Kreis Groß-Gerau. Im Rahmen der ausgebliebenen Lebensmittelkontrollen im Landkreis und dem damit verbundenen Todesfall fordert die Junge Union Kreis Groß-Gerau eine lückenlose Aufklärung seitens des Landrats Thomas Will (SPD). Dieser räumte vor kurzem ein, dass ein Gernsheimer Betrieb zwei Jahre lang nicht kontrolliert wurde. Rechtlich vorgeschrieben sind zwei Kontrollen im Jahr.

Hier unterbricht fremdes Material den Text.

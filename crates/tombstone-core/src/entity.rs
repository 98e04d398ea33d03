//! The [`Entity`] trait and identity keys.

use std::{any::Any, fmt};

use serde::Serialize;

use crate::{
  Result,
  metadata::EntityMetadata,
  value::{Row, Value},
};

// ─── Identity ────────────────────────────────────────────────────────────────

/// Identity-map key: the mapped entity name plus its integer identifier.
#[derive(Debug, Clone, PartialEq, Eq, PartialOrd, Ord, Hash, Serialize)]
pub struct EntityKey {
  pub entity: String,
  pub id:     i64,
}

impl EntityKey {
  pub fn new(entity: impl Into<String>, id: i64) -> Self {
    Self { entity: entity.into(), id }
  }
}

impl fmt::Display for EntityKey {
  fn fmt(&self, f: &mut fmt::Formatter<'_>) -> fmt::Result {
    write!(f, "{}#{}", self.entity, self.id)
  }
}

// ─── Downcasting ─────────────────────────────────────────────────────────────

/// Access to the concrete type behind a `dyn Entity`.
///
/// Implemented for every `'static` type. Call it on `&dyn Entity` /
/// `&mut dyn Entity`, never on a `Box`, or the box itself is what gets cast.
pub trait AsAny: Any {
  fn as_any(&self) -> &dyn Any;
  fn as_any_mut(&mut self) -> &mut dyn Any;
}

impl<T: Any> AsAny for T {
  fn as_any(&self) -> &dyn Any { self }

  fn as_any_mut(&mut self) -> &mut dyn Any { self }
}

// ─── Entity ──────────────────────────────────────────────────────────────────

/// A persisted object type.
///
/// The static half (`describe`, `hydrate`) is used by the metadata factory
/// and by loaders; the object-safe half is what the unit of work uses for
/// change tracking once an entity is boxed into the identity map.
pub trait Entity: AsAny + fmt::Debug + Send {
  /// The type's mapping, before any metadata listener has run.
  fn describe() -> EntityMetadata
  where
    Self: Sized;

  /// Build an entity from a row of field values.
  fn hydrate(row: &Row) -> Result<Self>
  where
    Self: Sized;

  fn id(&self) -> i64;

  /// Current value of a mapped field, or `None` if the type has no such
  /// field.
  fn get(&self, field: &str) -> Option<Value>;

  fn set(&mut self, field: &str, value: Value) -> Result<()>;
}

/// Snapshot every field mapped in `metadata` from `entity`. Fields the
/// entity does not expose read as `Null`.
pub fn snapshot(entity: &dyn Entity, metadata: &EntityMetadata) -> Row {
  metadata
    .fields()
    .iter()
    .map(|f| {
      let value = entity.get(&f.field_name).unwrap_or(Value::Null);
      (f.field_name.clone(), value)
    })
    .collect()
}
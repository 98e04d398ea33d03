//! The output of a flush: storage statements in execution order.

use serde::Serialize;

use crate::value::Value;

/// One storage-level write. Column names, not field names.
#[derive(Debug, Clone, PartialEq, Serialize)]
#[serde(tag = "kind", rename_all = "snake_case")]
pub enum Statement {
  Insert {
    table:  String,
    values: Vec<(String, Value)>,
  },
  Update {
    table:      String,
    key_column: String,
    id:         i64,
    values:     Vec<(String, Value)>,
  },
  Delete {
    table:      String,
    key_column: String,
    id:         i64,
  },
}

impl Statement {
  pub fn table(&self) -> &str {
    match self {
      Self::Insert { table, .. }
      | Self::Update { table, .. }
      | Self::Delete { table, .. } => table,
    }
  }
}

/// Inserts first, then updates (including extra updates), deletes last.
#[derive(Debug, Clone, Default, PartialEq, Serialize)]
pub struct FlushPlan {
  pub statements: Vec<Statement>,
}

impl FlushPlan {
  pub fn is_empty(&self) -> bool { self.statements.is_empty() }

  pub fn len(&self) -> usize { self.statements.len() }

  pub fn iter(&self) -> std::slice::Iter<'_, Statement> { self.statements.iter() }

  pub fn inserts(&self) -> impl Iterator<Item = &Statement> {
    self.iter().filter(|s| matches!(s, Statement::Insert { .. }))
  }

  pub fn updates(&self) -> impl Iterator<Item = &Statement> {
    self.iter().filter(|s| matches!(s, Statement::Update { .. }))
  }

  pub fn deletes(&self) -> impl Iterator<Item = &Statement> {
    self.iter().filter(|s| matches!(s, Statement::Delete { .. }))
  }
}

impl<'a> IntoIterator for &'a FlushPlan {
  type Item = &'a Statement;
  type IntoIter = std::slice::Iter<'a, Statement>;

  fn into_iter(self) -> Self::IntoIter { self.iter() }
}
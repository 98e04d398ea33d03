//! Core types for the Tombstone persistence layer.
//!
//! This crate is the host side of the lifecycle hooks: entity mapping
//! metadata, an explicit listener registry, and a unit of work that turns
//! pending entity changes into a [`plan::FlushPlan`]. It has no database
//! dependency; storage backends (e.g. `tombstone-store-sqlite`) execute the
//! plans it produces.

pub mod entity;
pub mod error;
pub mod event;
pub mod manager;
pub mod metadata;
pub mod plan;
pub mod unit_of_work;
pub mod value;

pub use entity::{Entity, EntityKey};
pub use error::{Error, Result};
pub use event::{Event, EventManager, Listener};
pub use manager::EntityManager;
pub use metadata::{EntityMetadata, FieldMapping};
pub use plan::{FlushPlan, Statement};
pub use unit_of_work::{ChangeSet, EntityState, UnitOfWork};
pub use value::{FieldType, Row, Timestamp, Value};

#[cfg(test)]
mod tests;
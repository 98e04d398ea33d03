//! Error type for `tombstone-store-sqlite`.

use thiserror::Error;

#[derive(Debug, Error)]
pub enum Error {
  #[error("core error: {0}")]
  Core(#[from] tombstone_core::Error),

  #[error("database error: {0}")]
  Database(#[from] tokio_rusqlite::Error),

  #[error("date/time parse error: {0}")]
  DateParse(String),

  /// A stored value cannot be read as the type its field is mapped as.
  #[error("column {column:?} holds {found}, expected {expected}")]
  Decode {
    column:   String,
    expected: tombstone_core::FieldType,
    found:    &'static str,
  },

  /// Only nullable columns can be added to an existing table.
  #[error("table {table:?} lacks non-nullable column {column:?}")]
  MissingColumn { table: String, column: String },
}

pub type Result<T, E = Error> = std::result::Result<T, E>;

Noch im Wahlkampf warb Will mit dem Slogan „Wissen, was wichtig ist“, so die jungen Christdemokraten in ihrer neusten Pressemitteilung. „Für uns ist die Kontrolle der Lebensmittel in unserem Landkreis sehr wichtig. Es ist unerklärlich, wieso der Gernsheimer Betrieb zwei Jahre lang nicht kontrolliert wurde“, so der JU-Kreisvorsitzende Luca Sören Karger. „Die Begründung, dass das Veterinäramt aufgrund der Corona-Pandemie den Kontrollen nicht nachkam, kann keine Entschuldigung sein“, so Karger weiter. Aus diesen Gründen fordert die Junge Union eine lückenlose Aufklärung seitens des SPD-Landrats Thomas Will und des Grünen-Gesundheitsdezernenten Walter Astheimer. „Mögliche Schuldzuweisungen an das Land sind nicht hilfreich und müssen aufhören. Der Landkreis selbst ist für jene Kontrollen zuständig und sollte Konsequenzen ziehen“, so Karger.

„Die Tatsache, dass die Presse vor den Kreistagsabgeordneten informiert wurde, ist ebenfalls fragwürdig. Der Landrat hätte zuerst die Abgeordneten und im Anschluss die Presse informieren sollen“, so Paul Petendra, stellvertretender Kreisvorsitzender und Vorsitzender der JU Gernsheim abschließend.